Mas eles são muito difíceis de dirigir mesmo. São muitos fatores de dispersão: porta-copo, porta-fone, porta-chave, espelhinho, maquiagem, escova, pranchinha, manicure, ar, som, vídeo, tv. Quando o sinal abre o motorista fica tão confuso que o carro só sai do lugar depois de muito custo; aí já tá quase na hora de fechar de novo.

E quando estão em “movimento”, sempre vejo o motorista falando ao celular. Acho que é pedindo alguma orientação, porque ele fica usando as duas faixas ao mesmo tempo. Dá pra ver a expressão de dificuldade. Parece que não tem a menor idéia do que faz.

Pra fazer uma curva então: outra via crucis. Os carros novos não vêm equipados com retrovisores nem luzes no pisca-pisca. Então sempre sou surpreendido com uma repentina mudança de trajetória… em rota de colisão comigo. É uma luta dirigir um carro assim. Se meu carro não fizesse curvas ou freasse rápido, já teria perdido ele várias vezes por causa dos carros novos.

Uma idéia genial para as montadoras de veículos é um sistema automático, que permita ao motorista dirigir alcoolizado sem matar ninguém; e a retirada do dispositivo que amputa dedos ao rebater o banco traseiro.

A única coisa que presta num carro novo é o som. Isso sim é evidente. Tão evidente que não é possível prestar atenção em mais nada na vida quando um carro novo passa.

O único problema é o porta-malas, que não fecha por falta de espaço. Outra coisa em que meu carro velho é melhor que os novos.

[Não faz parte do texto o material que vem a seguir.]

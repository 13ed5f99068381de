/// A trait for reporting progress of long-running operations.
pub trait Progress: Send + Sync {
    /// Set the phase label for the current operation (e.g., "Listing", "Reporting").
    fn set_phase(&self, phase: &str);

    /// Configure determinate progress reporting.
    ///
    /// The callback should return (total, current, message) to show progress
    /// as a percentage or fraction.
    fn set_determinate(&self, callback: Box<dyn Fn() -> (u64, u64, String) + Send + Sync + 'static>);

    /// Print a message line without disrupting the progress indicator.
    fn println(&self, msg: &str);

    /// Finish and clear the progress indicator.
    fn done(&self);

    /// Whether the display supports ANSI colors.
    fn use_colors(&self) -> bool {
        false
    }
}

/// A progress sink that discards everything.
#[derive(Debug, Default, Clone, Copy)]
pub struct NoProgress;

impl Progress for NoProgress {
    fn set_phase(&self, _phase: &str) {}
    fn set_determinate(&self, _callback: Box<dyn Fn() -> (u64, u64, String) + Send + Sync + 'static>) {}
    fn println(&self, _msg: &str) {}
    fn done(&self) {}
}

sexta-feira, fevereiro 08, 2008

Ecos de Brasília

Sugestão: que tal uma CPI pra saber por que o pessoal de Brasília faz CPI por causa de tudo?

Dica: a gratificação que os parlamentares recebem.

Adágio popular (adaptado): "se for dirigir, não beba; se for beber, não dirija; se for beber e dirigir, compre bebidas em estabelecimentos fora das BR´s".

Comentário: será que viverei tanto pra ver outra lei tão inteligente quanto essa? Aqui no Estado apenas três pessoas morreram a menos que no carnaval passado, mas número de autuações por direção alcoolizada aumentou em 200%.